Jenny, one of the great grandchildren of John and Margaret, is in fact one of the new "DNA matches" that has helped bring these puzzle pieces together. And, even if Mervyn's memories were slightly scrambled, the fact that he knew anything at all about the "Dauncey" surname certainly suggests that there WAS ongoing contact between Mary Powell - and perhaps her daughter Margaret too - and the Davies family in Pontypridd. Otherwise, how could Mervyn had possibly known of that surname? If so, then I'm glad to know that Mary was able to find out how her son was faring - and will have known he was faring very well in his Pontypridd home.

A sad ending

My happiness at knowing that Mary Powell did not vanish without trace after all, is tinged with sadness at also knowing that she didn't live beyond her early forties. That's because her death certificate shows that she died in February 1897, at the age of 42. Mary's death is recorded as taking place at the family home in Owen's Row, Ystalyfera, officially reported by her stepson, George Morgan. Tragically, it looks from the certificate that she may have died in childbirth.

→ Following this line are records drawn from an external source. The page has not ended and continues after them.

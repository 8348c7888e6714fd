//! Role key pairs: generation, key files, and signing.
//!
//! Keys live under the repository's keys directory as `<role>/<keyid>.pem`. A plaintext key file
//! is a PKCS#8 `PRIVATE KEY` PEM block. When a passphrase is supplied, keys for the offline roles
//! (root and targets) are stored in an `ENCRYPTED TUFTOOL KEY` block instead, holding
//! `salt || nonce || ciphertext`: the PKCS#8 document sealed with ChaCha20-Poly1305 under a key
//! derived from the passphrase with PBKDF2-HMAC-SHA256.

use crate::error::{self, Result};
use crate::write_atomic;
use log::debug;
use ring::aead::{Aad, LessSafeKey, Nonce, UnboundKey, CHACHA20_POLY1305, NONCE_LEN};
use ring::pbkdf2;
use ring::rand::{SecureRandom, SystemRandom};
use ring::signature::{Ed25519KeyPair, KeyPair as _};
use snafu::{ensure, OptionExt, ResultExt};
use std::collections::BTreeMap;
use std::fs;
use std::io::ErrorKind;
use std::num::NonZeroU32;
use std::path::{Path, PathBuf};
use tuf_schema::decoded::{Decoded, Hex};
use tuf_schema::key::Key;
use tuf_schema::{Role, RoleType, Root, Signature, Signed};

const PLAIN_TAG: &str = "PRIVATE KEY";
const ENCRYPTED_TAG: &str = "ENCRYPTED TUFTOOL KEY";
const SALT_LEN: usize = 16;
const PBKDF2_ITERATIONS: u32 = 100_000;

/// An Ed25519 key pair held by the publisher.
#[derive(Debug)]
pub struct KeyPair {
    pkcs8: Vec<u8>,
    pair: Ed25519KeyPair,
}

impl KeyPair {
    pub fn generate() -> Result<Self> {
        let pkcs8 = Ed25519KeyPair::generate_pkcs8(&SystemRandom::new())
            .ok()
            .context(error::KeyGenerateSnafu)?;
        Self::from_pkcs8(pkcs8.as_ref().to_vec())
    }

    fn from_pkcs8(pkcs8: Vec<u8>) -> Result<Self> {
        let pair = Ed25519KeyPair::from_pkcs8(&pkcs8).context(error::KeyRejectedSnafu)?;
        Ok(Self { pkcs8, pair })
    }

    pub fn public_key(&self) -> Key {
        Key::ed25519(self.pair.public_key().as_ref())
    }

    pub fn key_id(&self) -> Result<Decoded<Hex>> {
        self.public_key().key_id().context(error::KeyIdSnafu)
    }

    pub fn sign(&self, msg: &[u8]) -> Vec<u8> {
        self.pair.sign(msg).as_ref().to_vec()
    }

    /// Encodes the private key as PEM, encrypted if `passphrase` is given.
    pub fn to_pem(&self, passphrase: Option<&str>) -> Result<String> {
        let block = match passphrase {
            None => pem::Pem {
                tag: PLAIN_TAG.to_owned(),
                contents: self.pkcs8.clone(),
            },
            Some(passphrase) => pem::Pem {
                tag: ENCRYPTED_TAG.to_owned(),
                contents: encrypt(&self.pkcs8, passphrase)?,
            },
        };
        Ok(pem::encode(&block))
    }

    /// Parses a key file written by [`KeyPair::to_pem`]. `path` is only used in errors.
    pub fn from_pem(data: &[u8], passphrase: Option<&str>, path: &Path) -> Result<Self> {
        let block = pem::parse(data)
            .ok()
            .context(error::KeyUnrecognizedSnafu { path })?;
        match block.tag.as_str() {
            PLAIN_TAG => Self::from_pkcs8(block.contents),
            ENCRYPTED_TAG => {
                let passphrase = passphrase.context(error::KeyPassphraseSnafu { path })?;
                Self::from_pkcs8(decrypt(block.contents, passphrase, path)?)
            }
            _ => error::KeyUnrecognizedSnafu { path }.fail(),
        }
    }
}

fn derive_key(passphrase: &str, salt: &[u8]) -> Option<LessSafeKey> {
    let mut key = [0; 32];
    let iterations = NonZeroU32::new(PBKDF2_ITERATIONS).unwrap_or(NonZeroU32::MIN);
    pbkdf2::derive(
        pbkdf2::PBKDF2_HMAC_SHA256,
        iterations,
        salt,
        passphrase.as_bytes(),
        &mut key,
    );
    UnboundKey::new(&CHACHA20_POLY1305, &key)
        .ok()
        .map(LessSafeKey::new)
}

fn encrypt(plaintext: &[u8], passphrase: &str) -> Result<Vec<u8>> {
    let rng = SystemRandom::new();
    let mut salt = [0; SALT_LEN];
    let mut nonce = [0; NONCE_LEN];
    rng.fill(&mut salt).ok().context(error::KeyEncryptSnafu)?;
    rng.fill(&mut nonce).ok().context(error::KeyEncryptSnafu)?;

    let mut sealed = plaintext.to_vec();
    derive_key(passphrase, &salt)
        .context(error::KeyEncryptSnafu)?
        .seal_in_place_append_tag(Nonce::assume_unique_for_key(nonce), Aad::empty(), &mut sealed)
        .ok()
        .context(error::KeyEncryptSnafu)?;

    let mut out = Vec::with_capacity(SALT_LEN + NONCE_LEN + sealed.len());
    out.extend_from_slice(&salt);
    out.extend_from_slice(&nonce);
    out.extend_from_slice(&sealed);
    Ok(out)
}

fn decrypt(mut contents: Vec<u8>, passphrase: &str, path: &Path) -> Result<Vec<u8>> {
    ensure!(
        contents.len() > SALT_LEN + NONCE_LEN,
        error::KeyDecryptSnafu { path }
    );
    let mut sealed = contents.split_off(SALT_LEN + NONCE_LEN);
    let (salt, nonce) = contents.split_at(SALT_LEN);
    let nonce = Nonce::try_assume_unique_for_key(nonce)
        .ok()
        .context(error::KeyDecryptSnafu { path })?;
    let plaintext = derive_key(passphrase, salt)
        .context(error::KeyDecryptSnafu { path })?
        .open_in_place(nonce, Aad::empty(), &mut sealed)
        .ok()
        .context(error::KeyDecryptSnafu { path })?;
    Ok(plaintext.to_vec())
}

// =^..^=   =^..^=   =^..^=   =^..^=   =^..^=   =^..^=   =^..^=   =^..^=   =^..^=   =^..^=   =^..^=

/// The private keys available to the publisher, indexed by key ID.
#[derive(Debug, Default)]
pub struct Keyring {
    dir: PathBuf,
    keys: BTreeMap<Decoded<Hex>, KeyPair>,
    unsaved: Vec<(RoleType, Decoded<Hex>)>,
}

impl Keyring {
    /// Loads every key file under `dir`. Missing role directories are fine: the root key in
    /// particular is often kept somewhere else.
    pub fn load(dir: &Path, passphrase: Option<&str>) -> Result<Self> {
        let mut keyring = Self {
            dir: dir.to_owned(),
            ..Self::default()
        };
        for role in RoleType::ALL {
            let role_dir = dir.join(role.to_string());
            let entries = match fs::read_dir(&role_dir) {
                Ok(entries) => entries,
                Err(err) if err.kind() == ErrorKind::NotFound => continue,
                Err(err) => return Err(err).context(error::FileReadSnafu { path: role_dir }),
            };
            for entry in entries {
                let path = entry
                    .context(error::FileReadSnafu { path: &role_dir })?
                    .path();
                if path.extension().map_or(true, |ext| ext != "pem") {
                    continue;
                }
                let data = fs::read(&path).context(error::FileReadSnafu { path: &path })?;
                let pair = KeyPair::from_pem(&data, passphrase, &path)?;
                debug!("Loaded {} key from {}", role, path.display());
                keyring.keys.insert(pair.key_id()?, pair);
            }
        }
        Ok(keyring)
    }

    fn key_path(&self, role: RoleType, keyid: &Decoded<Hex>) -> PathBuf {
        self.dir.join(role.to_string()).join(format!("{keyid}.pem"))
    }

    /// Adds a freshly generated key for `role`. The key is usable for signing right away but is
    /// only written to disk by [`Keyring::save`], so an aborted operation leaves no stray key
    /// files behind.
    pub fn add(&mut self, role: RoleType, pair: KeyPair) -> Result<Decoded<Hex>> {
        let keyid = pair.key_id()?;
        self.keys.insert(keyid.clone(), pair);
        self.unsaved.push((role, keyid.clone()));
        Ok(keyid)
    }

    /// Writes the key files for keys added since the last save. Offline role keys are encrypted
    /// when a passphrase is supplied; online role keys never are, since they are used unattended.
    pub fn save(&mut self, passphrase: Option<&str>) -> Result<()> {
        for (role, keyid) in std::mem::take(&mut self.unsaved) {
            let Some(pair) = self.keys.get(&keyid) else {
                continue;
            };
            let passphrase = passphrase.filter(|_| role.is_offline());
            let parent = self.dir.join(role.to_string());
            fs::create_dir_all(&parent).context(error::DirCreateSnafu { path: parent })?;
            write_atomic(&self.key_path(role, &keyid), pair.to_pem(passphrase)?.as_bytes())?;
            debug!("Saved new {} key {}", role, keyid);
        }
        Ok(())
    }

    /// Removes the key file for `keyid` under `role`, if present, and forgets the key.
    pub fn remove(&mut self, role: RoleType, keyid: &Decoded<Hex>) -> Result<()> {
        let path = self.key_path(role, keyid);
        match fs::remove_file(&path) {
            Ok(()) => {}
            Err(err) if err.kind() == ErrorKind::NotFound => {}
            Err(err) => return Err(err).context(error::FileRemoveSnafu { path }),
        }
        self.keys.remove(keyid);
        Ok(())
    }

    pub fn get(&self, keyid: &Decoded<Hex>) -> Option<&KeyPair> {
        self.keys.get(keyid)
    }

    pub fn len(&self) -> usize {
        self.keys.len()
    }

    pub fn is_empty(&self) -> bool {
        self.keys.is_empty()
    }
}

/// Signs `role` with every available key `root` authorizes for it, and checks that the
/// signatures meet the role's threshold. Nothing is written; callers persist the result only
/// once every role in a publication has been signed.
pub fn sign_role<T: Role>(root: &Root, keyring: &Keyring, role: T) -> Result<Signed<T>> {
    let mut signed = Signed::unsigned(role);
    add_signatures(root, keyring, &mut signed)?;
    root.verify_role(&signed)
        .context(error::SignThresholdSnafu { role: T::TYPE })?;
    Ok(signed)
}

/// Signs a new root with the keys of both the current root and the new root itself, and checks
/// that a client trusting `current` would accept it.
pub fn sign_root_successor(current: &Root, keyring: &Keyring, next: Root) -> Result<Signed<Root>> {
    let mut signed = Signed::unsigned(next);
    add_signatures(current, keyring, &mut signed)?;
    let next = signed.signed.clone();
    add_signatures(&next, keyring, &mut signed)?;
    current
        .verify_successor(&signed)
        .context(error::SignThresholdSnafu {
            role: RoleType::Root,
        })?;
    Ok(signed)
}

fn add_signatures<T: Role>(authority: &Root, keyring: &Keyring, role: &mut Signed<T>) -> Result<()> {
    let Some(role_keys) = authority.roles.get(&T::TYPE) else {
        return Ok(());
    };
    let data = role
        .signed
        .canonical_form()
        .context(error::SignJsonSnafu { role: T::TYPE })?;
    for keyid in &role_keys.keyids {
        if role.signatures.iter().any(|sig| sig.keyid == *keyid) {
            continue;
        }
        if let Some(pair) = keyring.get(keyid) {
            role.signatures.push(Signature {
                keyid: keyid.clone(),
                sig: pair.sign(&data).into(),
            });
        }
    }
    Ok(())
}

#[cfg(test)]
mod tests {
    use super::*;

    #[test]
    fn plaintext_key_file_round_trip() {
        let pair = KeyPair::generate().unwrap();
        let pem = pair.to_pem(None).unwrap();
        assert!(pem.contains("BEGIN PRIVATE KEY"));
        let back = KeyPair::from_pem(pem.as_bytes(), None, Path::new("k.pem")).unwrap();
        assert_eq!(back.public_key(), pair.public_key());
    }

    #[test]
    fn encrypted_key_needs_passphrase() {
        let pair = KeyPair::generate().unwrap();
        let pem = pair.to_pem(Some("hunter2")).unwrap();
        assert!(pem.contains("BEGIN ENCRYPTED TUFTOOL KEY"));

        let path = Path::new("root.pem");
        let back = KeyPair::from_pem(pem.as_bytes(), Some("hunter2"), path).unwrap();
        assert_eq!(back.key_id().unwrap(), pair.key_id().unwrap());

        assert!(matches!(
            KeyPair::from_pem(pem.as_bytes(), None, path),
            Err(error::Error::KeyPassphrase { .. })
        ));
        assert!(matches!(
            KeyPair::from_pem(pem.as_bytes(), Some("hunter3"), path),
            Err(error::Error::KeyDecrypt { .. })
        ));
    }

    #[test]
    fn keyring_encrypts_offline_roles_only() {
        let dir = tempfile::tempdir().unwrap();
        let mut keyring = Keyring::load(dir.path(), None).unwrap();
        assert!(keyring.is_empty());

        let root_id = keyring
            .add(RoleType::Root, KeyPair::generate().unwrap())
            .unwrap();
        let ts_id = keyring
            .add(RoleType::Timestamp, KeyPair::generate().unwrap())
            .unwrap();
        assert!(Keyring::load(dir.path(), None).unwrap().is_empty());
        keyring.save(Some("pw")).unwrap();

        let root_file = fs::read_to_string(keyring.key_path(RoleType::Root, &root_id)).unwrap();
        assert!(root_file.contains(ENCRYPTED_TAG));
        let ts_file = fs::read_to_string(keyring.key_path(RoleType::Timestamp, &ts_id)).unwrap();
        assert!(ts_file.contains("BEGIN PRIVATE KEY"));

        let reloaded = Keyring::load(dir.path(), Some("pw")).unwrap();
        assert_eq!(reloaded.len(), 2);
        assert!(reloaded.get(&root_id).is_some());

        // Without the passphrase the encrypted root key can't be read at all.
        assert!(Keyring::load(dir.path(), None).is_err());

        keyring.remove(RoleType::Root, &root_id).unwrap();
        assert_eq!(Keyring::load(dir.path(), None).unwrap().len(), 1);
    }
}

Her burial record gives her resting place as being in the churchyard of Holy Trinity in Ystalyfera, which, by 1970, was apparently the last remaining Welsh church in the Swansea Valley. However, by the late 1980s the structure had become unsafe and the church was demolished in 1988. A memorial garden was constructed to take its place alongside the remaining gravestones in the churchyard. I can't find any record online for any memorial there bearing the name of Mary Morgan - but I feel certain I'll be taking a visit to pay my respects to the Mary who gave me half my surname.